* **Task prompt**:
Copy out each line of the entries below in which the string "without" appears.

*** Opening Extracted records ***

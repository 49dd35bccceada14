//! The escalation state machine.
//!
//! Each [`Stage`] has one transition function on [`Tiers`]. The two network
//! stages take the outcome of their generation call as input, so every
//! transition is a plain function that can be tested without a generator. The
//! async driver lives in [`RecoveryController`](super::RecoveryController).
//!
//! ```text
//! Structured(n) --ok--> Done
//!      |  fail, n <= max_retries --> Structured(n + 1)
//!      v  fail, budget spent
//! RawRecovery --network error--> Fallback(marker)
//!      v text
//! JsonExtraction --no object or {}--> HeuristicExtraction --> Repair
//!      v object
//! Repair --valid--> Done
//!      |  invalid, from JSON --> HeuristicExtraction
//!      |  invalid, from free text --> Fallback(text)
//! Fallback --> Done (or TerminalFailure)
//! ```

use serde::Serialize;

use super::observer::StageKind;
use crate::{
    config::RecoveryConfig,
    error::{AttemptError, GenerationError, TerminalFailure},
    fallback::FallbackGenerator,
    parser::{FreeTextExtractor, JsonExtractor},
    repair::{Repaired, Repairer},
    schema::AnalysisResult,
    value::{CandidateSource, FieldRepair, RawCandidate},
};

/// Prefix of the synthetic raw text recorded when the raw call fails.
pub const RAW_FAILURE_MARKER: &str = "Error generating content";

/// Result of a pipeline run.
pub type Outcome = Result<Resolution, TerminalFailure>;

/// A successful pipeline run.
#[derive(Debug, Clone, PartialEq, Serialize)]
pub struct Resolution {
    /// The schema-valid result.
    pub result: AnalysisResult,
    /// Raw model text the result was recovered from, or the synthetic failure
    /// marker. `None` when a structured attempt succeeded.
    pub raw_text: Option<String>,
    /// Tier that produced the result.
    pub tier: Tier,
    /// Field repairs applied on the way.
    pub repairs: Vec<FieldRepair>,
}

/// Which tier produced a result.
#[derive(Debug, Clone, Copy, PartialEq, Eq, Serialize)]
#[serde(tag = "type", rename_all = "snake_case")]
pub enum Tier {
    /// A structured attempt parsed cleanly.
    Structured {
        /// 1-based attempt number.
        attempt: u32,
    },
    /// JSON was extracted from raw text and repaired.
    JsonExtraction {
        /// Winning extraction strategy.
        strategy: &'static str,
    },
    /// The keyword scanner's candidate was repaired.
    Heuristic,
    /// The deterministic fallback.
    Fallback,
}

impl From<CandidateSource> for Tier {
    fn from(source: CandidateSource) -> Self {
        match source {
            CandidateSource::Extracted { strategy } => Tier::JsonExtraction { strategy },
            CandidateSource::FreeText => Tier::Heuristic,
        }
    }
}

/// Pipeline state. Each run owns its stage exclusively.
#[derive(Debug, Clone, PartialEq)]
pub enum Stage {
    /// About to run structured attempt `attempt` (1-based).
    Structured { attempt: u32 },
    /// Structured budget spent; about to fetch raw text.
    RawRecovery,
    /// Raw text obtained; about to run the JSON ladder.
    JsonExtraction { raw_text: String },
    /// Candidate found; about to repair it.
    Repair {
        candidate: RawCandidate,
        raw_text: String,
    },
    /// No JSON in the raw text; about to scan it for keywords.
    HeuristicExtraction { raw_text: String },
    /// Everything else failed; about to build the fallback.
    Fallback { raw_text: Option<String> },
    /// Terminal.
    Done(Outcome),
}

impl Stage {
    /// Initial stage of every run.
    pub const fn start() -> Self {
        Stage::Structured { attempt: 1 }
    }

    /// The stage without its payload.
    pub fn kind(&self) -> StageKind {
        match self {
            Stage::Structured { .. } => StageKind::Structured,
            Stage::RawRecovery => StageKind::RawRecovery,
            Stage::JsonExtraction { .. } => StageKind::JsonExtraction,
            Stage::Repair { .. } => StageKind::Repair,
            Stage::HeuristicExtraction { .. } => StageKind::HeuristicExtraction,
            Stage::Fallback { .. } => StageKind::Fallback,
            Stage::Done(_) => StageKind::Done,
        }
    }

    /// Text the stage is working on, if any.
    pub fn text(&self) -> Option<&str> {
        match self {
            Stage::JsonExtraction { raw_text }
            | Stage::Repair { raw_text, .. }
            | Stage::HeuristicExtraction { raw_text } => Some(raw_text),
            Stage::Fallback { raw_text } => raw_text.as_deref(),
            Stage::Done(Ok(resolution)) => resolution.raw_text.as_deref(),
            Stage::Done(Err(failure)) => failure.raw_text.as_deref(),
            Stage::Structured { .. } | Stage::RawRecovery => None,
        }
    }
}

/// The offline tiers plus the transition functions over them.
#[derive(Debug)]
pub struct Tiers {
    extractor: JsonExtractor,
    free_text: FreeTextExtractor,
    repairer: Repairer,
    fallback: FallbackGenerator,
}

impl Default for Tiers {
    fn default() -> Self {
        Self::new(&RecoveryConfig::default())
    }
}

impl Tiers {
    /// Builds the tiers from configuration.
    pub fn new(config: &RecoveryConfig) -> Self {
        Self {
            extractor: JsonExtractor::new(),
            free_text: FreeTextExtractor::new(config.heuristic.clone()),
            repairer: Repairer::new(config.defaults.clone()),
            fallback: FallbackGenerator::new(config.defaults.clone()),
        }
    }

    /// `Structured`: success finishes the run; failure retries while the
    /// budget lasts, then moves to raw recovery.
    pub fn after_structured(
        &self,
        attempt: u32,
        max_retries: u32,
        outcome: Result<AnalysisResult, AttemptError>,
    ) -> Stage {
        match outcome {
            Ok(result) => Stage::Done(Ok(Resolution {
                result,
                raw_text: None,
                tier: Tier::Structured { attempt },
                repairs: Vec::new(),
            })),
            Err(_) if attempt <= max_retries => Stage::Structured {
                attempt: attempt + 1,
            },
            Err(_) => Stage::RawRecovery,
        }
    }

    /// `RawRecovery`: text goes to extraction; a failed call goes straight
    /// to the fallback with a synthetic marker in place of the text.
    pub fn after_raw(&self, outcome: Result<String, GenerationError>) -> Stage {
        match outcome {
            Ok(raw_text) => Stage::JsonExtraction { raw_text },
            Err(e) => Stage::Fallback {
                raw_text: Some(format!("{RAW_FAILURE_MARKER}: {e}")),
            },
        }
    }

    /// `JsonExtraction`: run the strategy ladder. An empty object counts as
    /// a miss, so the keyword scanner still sees the text.
    pub fn json_extraction(&self, raw_text: String) -> Stage {
        match self.extractor.try_extract(&raw_text) {
            Ok(candidate) if candidate.is_empty() => {
                tracing::debug!("Extracted JSON object is empty");
                Stage::HeuristicExtraction { raw_text }
            }
            Ok(candidate) => Stage::Repair {
                candidate,
                raw_text,
            },
            Err(e) => {
                tracing::debug!(error = %e, "No JSON object in raw text");
                Stage::HeuristicExtraction { raw_text }
            }
        }
    }

    /// `Repair`: coerce the candidate and verify the result.
    pub fn repair(&self, candidate: RawCandidate, raw_text: String) -> Stage {
        let Repaired { result, repairs } = self.repairer.repair(&candidate.fields);

        match result.check() {
            Ok(()) => Stage::Done(Ok(Resolution {
                result,
                raw_text: Some(raw_text),
                tier: candidate.source.into(),
                repairs,
            })),
            Err(violation) => {
                tracing::warn!(%violation, "Repaired candidate is still invalid");
                match candidate.source {
                    CandidateSource::Extracted { .. } => Stage::HeuristicExtraction { raw_text },
                    CandidateSource::FreeText => Stage::Fallback {
                        raw_text: Some(raw_text),
                    },
                }
            }
        }
    }

    /// `HeuristicExtraction`: the scanner always yields a candidate.
    pub fn heuristic_extraction(&self, raw_text: String) -> Stage {
        let candidate = self.free_text.extract(&raw_text);
        Stage::Repair {
            candidate,
            raw_text,
        }
    }

    /// `Fallback`: the deterministic result, checked like any other.
    pub fn fallback(&self, raw_text: Option<String>) -> Stage {
        let result = self.fallback.fallback();
        match result.check() {
            Ok(()) => Stage::Done(Ok(Resolution {
                result,
                raw_text,
                tier: Tier::Fallback,
                repairs: Vec::new(),
            })),
            Err(violation) => {
                tracing::error!(%violation, "Fallback result violates the schema");
                Stage::Done(Err(TerminalFailure {
                    raw_text,
                    violation,
                }))
            }
        }
    }

    /// The fallback result on its own.
    pub fn fallback_result(&self) -> AnalysisResult {
        self.fallback.fallback()
    }
}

*** Closing Extracted records ***

* **Expected output**:
//! transition is a plain function that can be tested without a generator. The
    /// The stage without its payload.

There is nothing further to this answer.